(Saved entries)
::::::

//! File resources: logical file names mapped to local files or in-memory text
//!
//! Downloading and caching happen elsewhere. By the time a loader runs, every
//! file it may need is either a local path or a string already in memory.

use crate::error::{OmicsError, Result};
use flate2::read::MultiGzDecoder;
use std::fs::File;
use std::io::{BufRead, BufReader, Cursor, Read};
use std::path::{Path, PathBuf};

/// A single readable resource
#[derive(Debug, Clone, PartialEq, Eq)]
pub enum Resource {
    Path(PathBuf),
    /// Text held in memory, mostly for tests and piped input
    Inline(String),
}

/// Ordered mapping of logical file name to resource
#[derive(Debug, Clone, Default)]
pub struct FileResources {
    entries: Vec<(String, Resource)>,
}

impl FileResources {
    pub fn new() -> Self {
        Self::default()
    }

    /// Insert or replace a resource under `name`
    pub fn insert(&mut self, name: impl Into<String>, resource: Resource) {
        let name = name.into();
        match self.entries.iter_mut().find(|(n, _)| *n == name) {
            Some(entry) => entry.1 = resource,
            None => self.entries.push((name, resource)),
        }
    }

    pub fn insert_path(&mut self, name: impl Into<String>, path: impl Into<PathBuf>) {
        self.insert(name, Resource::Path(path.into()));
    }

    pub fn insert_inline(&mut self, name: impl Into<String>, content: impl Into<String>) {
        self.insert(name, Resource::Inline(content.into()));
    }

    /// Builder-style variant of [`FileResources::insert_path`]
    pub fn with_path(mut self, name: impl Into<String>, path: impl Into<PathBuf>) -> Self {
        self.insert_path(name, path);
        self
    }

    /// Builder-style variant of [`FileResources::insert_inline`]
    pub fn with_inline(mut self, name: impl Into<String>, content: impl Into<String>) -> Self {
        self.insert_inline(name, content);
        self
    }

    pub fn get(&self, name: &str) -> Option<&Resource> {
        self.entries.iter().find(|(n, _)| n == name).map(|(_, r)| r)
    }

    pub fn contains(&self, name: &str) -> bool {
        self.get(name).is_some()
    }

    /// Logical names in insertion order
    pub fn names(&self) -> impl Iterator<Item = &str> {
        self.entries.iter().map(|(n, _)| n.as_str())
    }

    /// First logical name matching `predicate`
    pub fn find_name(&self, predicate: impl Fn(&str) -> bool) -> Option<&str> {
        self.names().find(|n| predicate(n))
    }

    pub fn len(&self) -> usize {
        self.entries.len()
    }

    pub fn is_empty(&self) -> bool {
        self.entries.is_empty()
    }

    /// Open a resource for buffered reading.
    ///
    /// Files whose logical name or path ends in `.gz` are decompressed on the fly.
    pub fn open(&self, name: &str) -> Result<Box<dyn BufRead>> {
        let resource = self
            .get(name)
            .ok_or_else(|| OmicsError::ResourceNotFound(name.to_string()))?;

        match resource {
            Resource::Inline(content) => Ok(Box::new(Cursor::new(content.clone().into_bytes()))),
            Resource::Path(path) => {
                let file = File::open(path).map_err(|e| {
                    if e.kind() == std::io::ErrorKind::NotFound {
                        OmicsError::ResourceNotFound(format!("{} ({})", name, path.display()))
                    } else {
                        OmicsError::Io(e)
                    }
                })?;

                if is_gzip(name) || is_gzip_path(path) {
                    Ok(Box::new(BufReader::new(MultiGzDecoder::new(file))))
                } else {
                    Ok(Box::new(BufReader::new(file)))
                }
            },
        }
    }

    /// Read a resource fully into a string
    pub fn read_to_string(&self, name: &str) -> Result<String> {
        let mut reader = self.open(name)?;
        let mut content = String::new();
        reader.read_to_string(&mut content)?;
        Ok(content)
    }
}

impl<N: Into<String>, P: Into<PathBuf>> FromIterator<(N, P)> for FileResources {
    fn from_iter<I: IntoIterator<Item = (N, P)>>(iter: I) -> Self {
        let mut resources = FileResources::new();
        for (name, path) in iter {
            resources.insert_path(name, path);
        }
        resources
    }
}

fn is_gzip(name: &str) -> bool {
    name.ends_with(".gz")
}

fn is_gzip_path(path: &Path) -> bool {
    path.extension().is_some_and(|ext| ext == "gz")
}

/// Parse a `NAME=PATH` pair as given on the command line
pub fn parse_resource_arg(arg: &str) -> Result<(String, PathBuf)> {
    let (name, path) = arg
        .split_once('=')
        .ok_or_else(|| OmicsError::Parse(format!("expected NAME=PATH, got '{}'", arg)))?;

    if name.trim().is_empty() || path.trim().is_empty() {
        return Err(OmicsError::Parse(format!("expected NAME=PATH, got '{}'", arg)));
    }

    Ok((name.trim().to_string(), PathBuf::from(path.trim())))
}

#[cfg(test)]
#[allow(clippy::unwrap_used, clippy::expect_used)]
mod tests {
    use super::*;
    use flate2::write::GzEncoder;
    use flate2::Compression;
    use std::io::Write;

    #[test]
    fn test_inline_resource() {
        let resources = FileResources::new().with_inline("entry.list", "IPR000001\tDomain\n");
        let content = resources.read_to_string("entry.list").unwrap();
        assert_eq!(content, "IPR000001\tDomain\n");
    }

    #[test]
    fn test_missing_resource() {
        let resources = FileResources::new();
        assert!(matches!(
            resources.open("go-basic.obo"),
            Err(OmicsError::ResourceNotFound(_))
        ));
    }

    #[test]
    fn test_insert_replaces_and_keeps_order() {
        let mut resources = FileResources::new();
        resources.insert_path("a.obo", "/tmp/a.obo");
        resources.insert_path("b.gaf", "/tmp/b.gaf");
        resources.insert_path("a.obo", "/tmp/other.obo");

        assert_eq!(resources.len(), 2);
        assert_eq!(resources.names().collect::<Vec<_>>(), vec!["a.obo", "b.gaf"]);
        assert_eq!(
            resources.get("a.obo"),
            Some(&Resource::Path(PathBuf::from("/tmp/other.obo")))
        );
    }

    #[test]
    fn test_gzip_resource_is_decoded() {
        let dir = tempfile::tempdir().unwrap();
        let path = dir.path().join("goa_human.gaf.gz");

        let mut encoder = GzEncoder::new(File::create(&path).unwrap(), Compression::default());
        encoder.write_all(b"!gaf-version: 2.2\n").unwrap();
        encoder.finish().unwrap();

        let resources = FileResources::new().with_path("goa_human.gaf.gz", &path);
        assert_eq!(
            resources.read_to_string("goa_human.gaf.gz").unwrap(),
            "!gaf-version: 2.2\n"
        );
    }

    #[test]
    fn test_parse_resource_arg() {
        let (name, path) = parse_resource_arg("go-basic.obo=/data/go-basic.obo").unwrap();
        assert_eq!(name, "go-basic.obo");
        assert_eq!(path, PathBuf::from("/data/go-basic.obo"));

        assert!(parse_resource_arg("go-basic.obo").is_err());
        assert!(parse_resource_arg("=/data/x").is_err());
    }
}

::::::

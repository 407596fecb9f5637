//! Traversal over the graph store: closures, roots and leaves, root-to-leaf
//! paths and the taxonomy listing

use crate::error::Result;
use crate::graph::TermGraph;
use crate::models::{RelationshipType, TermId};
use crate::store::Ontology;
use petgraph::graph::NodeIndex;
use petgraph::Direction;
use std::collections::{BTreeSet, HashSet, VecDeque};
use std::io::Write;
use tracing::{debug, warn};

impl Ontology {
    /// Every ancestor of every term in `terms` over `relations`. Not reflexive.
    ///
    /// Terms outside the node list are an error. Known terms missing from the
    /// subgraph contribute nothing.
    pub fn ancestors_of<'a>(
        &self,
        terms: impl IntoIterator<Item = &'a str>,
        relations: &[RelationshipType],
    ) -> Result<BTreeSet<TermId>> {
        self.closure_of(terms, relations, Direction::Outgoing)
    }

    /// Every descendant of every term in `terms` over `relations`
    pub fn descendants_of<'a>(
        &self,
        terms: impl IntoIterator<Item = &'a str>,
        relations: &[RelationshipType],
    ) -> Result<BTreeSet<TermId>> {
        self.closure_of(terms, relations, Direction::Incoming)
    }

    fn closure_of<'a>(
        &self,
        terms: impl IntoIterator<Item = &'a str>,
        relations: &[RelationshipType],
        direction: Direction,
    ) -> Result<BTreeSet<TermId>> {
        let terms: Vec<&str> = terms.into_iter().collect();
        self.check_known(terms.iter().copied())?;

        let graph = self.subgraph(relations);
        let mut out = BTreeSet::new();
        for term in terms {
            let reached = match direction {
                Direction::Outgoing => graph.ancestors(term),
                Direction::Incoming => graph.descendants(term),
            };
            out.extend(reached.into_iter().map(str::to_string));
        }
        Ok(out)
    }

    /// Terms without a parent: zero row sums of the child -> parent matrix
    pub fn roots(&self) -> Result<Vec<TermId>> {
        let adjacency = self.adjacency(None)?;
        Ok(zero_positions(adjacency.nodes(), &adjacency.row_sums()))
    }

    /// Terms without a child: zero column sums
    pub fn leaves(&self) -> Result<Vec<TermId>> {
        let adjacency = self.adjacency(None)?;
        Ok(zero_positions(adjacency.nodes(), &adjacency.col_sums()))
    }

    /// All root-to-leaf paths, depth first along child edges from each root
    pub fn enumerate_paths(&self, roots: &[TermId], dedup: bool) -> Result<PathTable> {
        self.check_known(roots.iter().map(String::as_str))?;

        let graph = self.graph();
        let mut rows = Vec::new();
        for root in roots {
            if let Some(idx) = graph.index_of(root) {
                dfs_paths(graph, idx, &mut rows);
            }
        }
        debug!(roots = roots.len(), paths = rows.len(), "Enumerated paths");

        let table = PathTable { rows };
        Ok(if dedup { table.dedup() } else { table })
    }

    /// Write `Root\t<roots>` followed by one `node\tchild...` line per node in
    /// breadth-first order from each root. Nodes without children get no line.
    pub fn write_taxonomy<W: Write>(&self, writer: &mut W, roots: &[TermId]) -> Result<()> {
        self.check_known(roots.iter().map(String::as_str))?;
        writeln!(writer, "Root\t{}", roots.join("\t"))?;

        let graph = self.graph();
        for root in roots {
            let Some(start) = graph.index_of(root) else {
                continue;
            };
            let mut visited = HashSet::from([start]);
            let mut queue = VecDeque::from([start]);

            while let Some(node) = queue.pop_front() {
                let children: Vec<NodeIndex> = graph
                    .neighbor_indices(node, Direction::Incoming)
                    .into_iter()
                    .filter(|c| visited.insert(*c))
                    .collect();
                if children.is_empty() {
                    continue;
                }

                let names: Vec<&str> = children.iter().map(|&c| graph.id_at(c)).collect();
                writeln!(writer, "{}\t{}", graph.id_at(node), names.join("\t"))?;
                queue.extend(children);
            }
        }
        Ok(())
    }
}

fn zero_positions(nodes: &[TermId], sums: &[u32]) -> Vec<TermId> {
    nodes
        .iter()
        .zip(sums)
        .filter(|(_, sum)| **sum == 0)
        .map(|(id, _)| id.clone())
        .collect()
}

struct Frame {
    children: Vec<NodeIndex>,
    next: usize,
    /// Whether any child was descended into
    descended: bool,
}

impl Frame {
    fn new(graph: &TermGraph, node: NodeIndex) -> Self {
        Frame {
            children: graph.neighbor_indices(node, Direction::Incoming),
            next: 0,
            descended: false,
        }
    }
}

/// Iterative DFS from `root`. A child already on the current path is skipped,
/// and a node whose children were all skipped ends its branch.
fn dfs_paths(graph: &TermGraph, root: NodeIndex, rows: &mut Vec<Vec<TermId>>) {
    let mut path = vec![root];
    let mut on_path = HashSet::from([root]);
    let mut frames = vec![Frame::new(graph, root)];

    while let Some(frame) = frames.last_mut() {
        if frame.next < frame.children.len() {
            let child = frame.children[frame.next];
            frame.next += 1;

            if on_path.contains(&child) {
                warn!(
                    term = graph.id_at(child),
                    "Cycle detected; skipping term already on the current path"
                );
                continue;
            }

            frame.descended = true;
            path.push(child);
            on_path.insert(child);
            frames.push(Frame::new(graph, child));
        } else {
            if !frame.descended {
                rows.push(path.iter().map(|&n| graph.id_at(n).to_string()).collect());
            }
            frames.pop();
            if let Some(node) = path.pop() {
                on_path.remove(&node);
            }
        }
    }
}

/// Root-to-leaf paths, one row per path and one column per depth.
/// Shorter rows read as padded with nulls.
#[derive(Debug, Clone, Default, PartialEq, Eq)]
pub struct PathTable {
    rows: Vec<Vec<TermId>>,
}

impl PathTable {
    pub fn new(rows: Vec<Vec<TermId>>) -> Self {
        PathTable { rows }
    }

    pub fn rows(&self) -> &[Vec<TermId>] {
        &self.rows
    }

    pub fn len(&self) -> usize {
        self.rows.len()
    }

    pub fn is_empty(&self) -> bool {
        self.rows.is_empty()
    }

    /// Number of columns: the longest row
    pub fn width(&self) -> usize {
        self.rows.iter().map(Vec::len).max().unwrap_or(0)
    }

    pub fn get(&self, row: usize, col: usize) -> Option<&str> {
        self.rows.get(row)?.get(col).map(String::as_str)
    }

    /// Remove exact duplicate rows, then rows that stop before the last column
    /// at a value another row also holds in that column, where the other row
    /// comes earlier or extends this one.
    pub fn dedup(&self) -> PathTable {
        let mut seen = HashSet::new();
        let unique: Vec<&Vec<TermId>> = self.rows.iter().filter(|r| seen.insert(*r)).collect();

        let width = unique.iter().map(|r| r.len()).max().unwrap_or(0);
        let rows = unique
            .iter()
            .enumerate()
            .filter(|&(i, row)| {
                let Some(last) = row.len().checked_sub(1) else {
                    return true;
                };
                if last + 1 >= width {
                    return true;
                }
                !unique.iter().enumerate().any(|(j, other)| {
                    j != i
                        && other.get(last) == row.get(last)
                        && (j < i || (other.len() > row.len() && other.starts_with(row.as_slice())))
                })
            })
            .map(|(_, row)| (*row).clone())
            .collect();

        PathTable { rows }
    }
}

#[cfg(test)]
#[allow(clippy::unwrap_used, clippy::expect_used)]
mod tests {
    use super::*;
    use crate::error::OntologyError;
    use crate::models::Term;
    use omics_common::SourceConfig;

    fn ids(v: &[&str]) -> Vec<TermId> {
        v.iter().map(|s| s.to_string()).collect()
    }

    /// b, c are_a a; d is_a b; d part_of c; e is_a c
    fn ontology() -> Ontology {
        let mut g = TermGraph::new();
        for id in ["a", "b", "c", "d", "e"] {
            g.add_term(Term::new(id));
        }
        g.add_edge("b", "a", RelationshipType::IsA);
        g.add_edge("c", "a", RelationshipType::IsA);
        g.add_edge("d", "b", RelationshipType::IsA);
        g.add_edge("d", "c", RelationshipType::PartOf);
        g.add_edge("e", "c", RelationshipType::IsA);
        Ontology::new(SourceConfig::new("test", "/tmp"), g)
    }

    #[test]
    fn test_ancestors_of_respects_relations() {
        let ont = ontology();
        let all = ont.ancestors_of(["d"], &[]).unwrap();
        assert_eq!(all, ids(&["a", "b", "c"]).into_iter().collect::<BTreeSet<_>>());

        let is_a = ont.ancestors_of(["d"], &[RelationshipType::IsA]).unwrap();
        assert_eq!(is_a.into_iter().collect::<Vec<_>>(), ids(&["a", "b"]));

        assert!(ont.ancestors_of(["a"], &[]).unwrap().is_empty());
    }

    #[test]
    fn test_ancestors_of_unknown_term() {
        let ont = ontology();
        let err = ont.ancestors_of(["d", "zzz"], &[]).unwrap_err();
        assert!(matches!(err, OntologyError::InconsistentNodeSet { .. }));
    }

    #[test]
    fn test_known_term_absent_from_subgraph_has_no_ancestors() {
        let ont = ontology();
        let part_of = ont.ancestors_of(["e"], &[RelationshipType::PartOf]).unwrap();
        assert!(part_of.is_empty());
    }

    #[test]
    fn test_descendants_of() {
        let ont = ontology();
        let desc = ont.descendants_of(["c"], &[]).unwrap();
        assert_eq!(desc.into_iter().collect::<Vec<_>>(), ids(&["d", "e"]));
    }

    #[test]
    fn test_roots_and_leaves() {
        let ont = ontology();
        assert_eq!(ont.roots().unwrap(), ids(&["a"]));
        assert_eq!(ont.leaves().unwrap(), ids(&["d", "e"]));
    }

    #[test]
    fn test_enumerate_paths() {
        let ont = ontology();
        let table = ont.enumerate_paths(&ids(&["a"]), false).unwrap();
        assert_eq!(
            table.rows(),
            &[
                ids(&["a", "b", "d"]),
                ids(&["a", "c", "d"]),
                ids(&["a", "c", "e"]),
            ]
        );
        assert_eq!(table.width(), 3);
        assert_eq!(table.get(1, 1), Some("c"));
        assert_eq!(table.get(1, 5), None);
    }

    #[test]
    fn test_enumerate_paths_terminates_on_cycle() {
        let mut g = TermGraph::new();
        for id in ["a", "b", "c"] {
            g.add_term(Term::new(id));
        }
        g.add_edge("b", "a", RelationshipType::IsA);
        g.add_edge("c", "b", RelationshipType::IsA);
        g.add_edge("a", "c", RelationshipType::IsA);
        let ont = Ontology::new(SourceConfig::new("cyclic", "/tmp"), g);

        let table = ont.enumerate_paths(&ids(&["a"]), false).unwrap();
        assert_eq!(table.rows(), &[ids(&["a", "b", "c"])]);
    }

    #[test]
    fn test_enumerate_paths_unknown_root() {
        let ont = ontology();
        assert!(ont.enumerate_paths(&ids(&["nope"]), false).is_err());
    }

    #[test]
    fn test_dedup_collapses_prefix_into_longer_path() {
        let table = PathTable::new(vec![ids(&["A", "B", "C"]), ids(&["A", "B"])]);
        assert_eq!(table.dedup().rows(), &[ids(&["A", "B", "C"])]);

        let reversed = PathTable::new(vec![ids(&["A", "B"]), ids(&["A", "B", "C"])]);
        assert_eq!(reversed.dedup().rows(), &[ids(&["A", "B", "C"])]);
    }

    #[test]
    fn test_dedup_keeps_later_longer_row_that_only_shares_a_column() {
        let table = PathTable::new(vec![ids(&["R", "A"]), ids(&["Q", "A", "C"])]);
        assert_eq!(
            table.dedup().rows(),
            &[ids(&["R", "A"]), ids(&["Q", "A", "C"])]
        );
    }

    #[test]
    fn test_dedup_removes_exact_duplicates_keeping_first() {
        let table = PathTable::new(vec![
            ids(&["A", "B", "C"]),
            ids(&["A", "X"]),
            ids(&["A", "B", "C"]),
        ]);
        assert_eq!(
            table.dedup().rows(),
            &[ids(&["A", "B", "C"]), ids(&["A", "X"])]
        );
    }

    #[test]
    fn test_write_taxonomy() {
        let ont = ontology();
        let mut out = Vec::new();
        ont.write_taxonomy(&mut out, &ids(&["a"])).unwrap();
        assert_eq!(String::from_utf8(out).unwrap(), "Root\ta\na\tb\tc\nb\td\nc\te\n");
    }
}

::::::

▸ **DIRECTIONS**: Please go through the entries and show every line with the word "contains".

▸ **WRITTEN ANSWER**:
    pub fn contains(&self, name: &str) -> bool {
            if on_path.contains(&child) {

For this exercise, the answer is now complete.